D’ailleurs l’héritage est assumé, revendiqué… Leïla Huissoud chante en français, depuis toujours, même au temps du collège, ce temps du raga, reggae, ska qui l’exclut d’emblée… Elle écrit dans l’ombre protectrice du Brassens sétois, bien sûr, mais aussi de Reggiani ou de Moustaki (Le français)… La courte et douce chanson éponyme, L’ombre, dit le reste : « Si l’ombre de l’arbre me sied /j’aurais les bons mots à mon tour ».
Nous avions déjà fait le rapprochement avec Manu Galure, avec son insolence quand il est apparu jeune et triomphant sur la scène toulousaine. Nous confirmons. Cette jeunesse effrontée, cette capacité à s’emparer de la scène dans un jeu subtil, ces textes dont certains traduisent une écriture forte et singulière vous laissent éberlués, étourdis. On aime à l’imaginer vingt ans plus tard !
Mais pour l’heure elle est là, devant nous, sur la scène du Bijou, avec sa « bouille de petite fille », toute petite, toute fraîche dans sa robe rouge, « Ma taille va bien à mon âge… » confie-t-elle. Avec son côté clown aussi qu’elle chante si bien en duo avec Kévin Fauchet : « On ne choisit pas de quel côté on va /On m’a fait clown et puis voilà »… On ne peut parler de Leïla Huissoud sans parler de celui qui l’accompagne, piano, guitares, harmonica, si émouvant, pathétique parfois. Ces deux là ne se quittent pas des yeux et leur dialogue chanté, cette valse sur leurs amours ratés respectifs, On s’connaît depuis longtemps, affiche leur connivence, cette amitié qui fait que l’« on dit c’qu’il faut au bon moment »… Franchement on y croit à cette amitié là, l’amitié qui unit Leïla et Kévin, surnommé Kiki ou « La princesse » !

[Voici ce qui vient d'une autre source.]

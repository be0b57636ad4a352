use std::path::PathBuf;
use std::str::FromStr;

pub const DEFAULT_DATA_FILE: &str = "classifieds.json";
pub const DEFAULT_LOG_FILTER: &str = "warn";

#[derive(Debug, Clone, Copy, Default, PartialEq, Eq)]
pub enum LogFormat {
    Json,
    #[default]
    Compact,
}

impl FromStr for LogFormat {
    type Err = anyhow::Error;

    fn from_str(s: &str) -> Result<Self, Self::Err> {
        match s.trim().to_ascii_lowercase().as_str() {
            "json" => Ok(LogFormat::Json),
            "compact" | "text" => Ok(LogFormat::Compact),
            other => Err(anyhow::anyhow!("unknown log format: {}", other)),
        }
    }
}

#[derive(Debug, Clone, PartialEq, Eq)]
pub struct AppConfig {
    pub data_file: PathBuf,
    pub log_filter: String,
    pub log_format: LogFormat,
}

impl Default for AppConfig {
    fn default() -> Self {
        Self {
            data_file: PathBuf::from(DEFAULT_DATA_FILE),
            log_filter: DEFAULT_LOG_FILTER.to_string(),
            log_format: LogFormat::default(),
        }
    }
}

impl AppConfig {
    /// Reads `CLASSIFIEDS_DATA`, `CLASSIFIEDS_LOG` and `CLASSIFIEDS_LOG_FORMAT`,
    /// after loading `.env` if present.
    pub fn from_env() -> anyhow::Result<Self> {
        dotenvy::dotenv().ok();
        Self::from_lookup(|name| std::env::var(name).ok())
    }

    fn from_lookup<F>(lookup: F) -> anyhow::Result<Self>
    where
        F: Fn(&str) -> Option<String>,
    {
        let data_file = match lookup("CLASSIFIEDS_DATA") {
            Some(path) if path.trim().is_empty() => {
                return Err(anyhow::anyhow!("CLASSIFIEDS_DATA must not be empty"));
            }
            Some(path) => PathBuf::from(path.trim()),
            None => PathBuf::from(DEFAULT_DATA_FILE),
        };
        let log_filter = lookup("CLASSIFIEDS_LOG")
            .map(|f| f.trim().to_string())
            .filter(|f| !f.is_empty())
            .unwrap_or_else(|| DEFAULT_LOG_FILTER.into());
        let log_format = match lookup("CLASSIFIEDS_LOG_FORMAT") {
            Some(format) if !format.trim().is_empty() => format.parse()?,
            _ => LogFormat::default(),
        };

        Ok(Self {
            data_file,
            log_filter,
            log_format,
        })
    }
}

Elle a jeté sur la scène quantité de cahiers où s’épanchent « ses pleurs, ses petites misères », tout ce quelle nomme dans une chanson De la merde grand public. Elle s’interroge « Est-ce que j’écris pour de vrai ? » On ose pour elle la réponse. Elle n’y va pas par quatre chemins et dit tout ou à peu près de ce qui la taraude. Sa trouille devant le public qu’elle joue à son entrée en scène, trop petite devant le micro grimpé trop haut – superbe texte sur tous ces regards dans le noir : « L’premier bonsoir est le plus dur /Allez j’l’arrache comme un pansement… Bonsoir ». La douleur, le désarroi de l’enfant quand le mythe d’un amour qui tient le coup, celui de ses parents, s’écroule, se casse la gueule et ce refuge alors dans les souvenirs « J’entends le bruit de la fontaine /C’est le deuxième avion qui passe /Et le clocher sonne de plus belle »… Son admiration pour Alexis HK, « la classe la plus nonchalante qui soit » qu’elle voyait en « gangster vedette » celui qui apaisait la peur du noir « Quand ma couette décidait /De m’engloutir du cou aux petons parce que la nuit était tombée ». Son refus d’écouter l’amour et ses danses chez les autres…Vous savez bien, cet amour qui laisse « des ampoules sous les pieds ». Ce refuge – quand on n’a pas l’amour facile – dans les séries, les histoires sur écran, Les comédies en streaming….
Ce sont donc chansons confidences, chansons du fond de soi. Elle vous assène même cette tragédie intime, « avec du vide plein les mains », sa rage « Quand la gosse se change en chien », en fin de concert… Il faut oser cette chanson finale de désespoir avec le piano qui dit le reste, lorsqu’elle a quitté la scène. Elle- même s’en amuse de ce répertoire « égoïste » en espérant qu’elle en aura bientôt fini avec ce temps là et qu’elle saura s’ouvrir grand aux autres comme à cette Rose la belle, « les ongles peints pour toute armure, celui qui « aurait dû naître femme, /Et vous un peu moins salauds »…
On finit de vous parler de cette promesse de « grande » (on appréciera la polysémie du mot !) en vous parlant de l’émouvante et délicate chanson qui clôt l’album, comme un pendant à quelques chansons âpres, virulentes, à celle qu’elle reprend, La vieille de Patrick Font, (la plaquette de l’album ne dit rien de cette filiation – c’est franchement regrettable !)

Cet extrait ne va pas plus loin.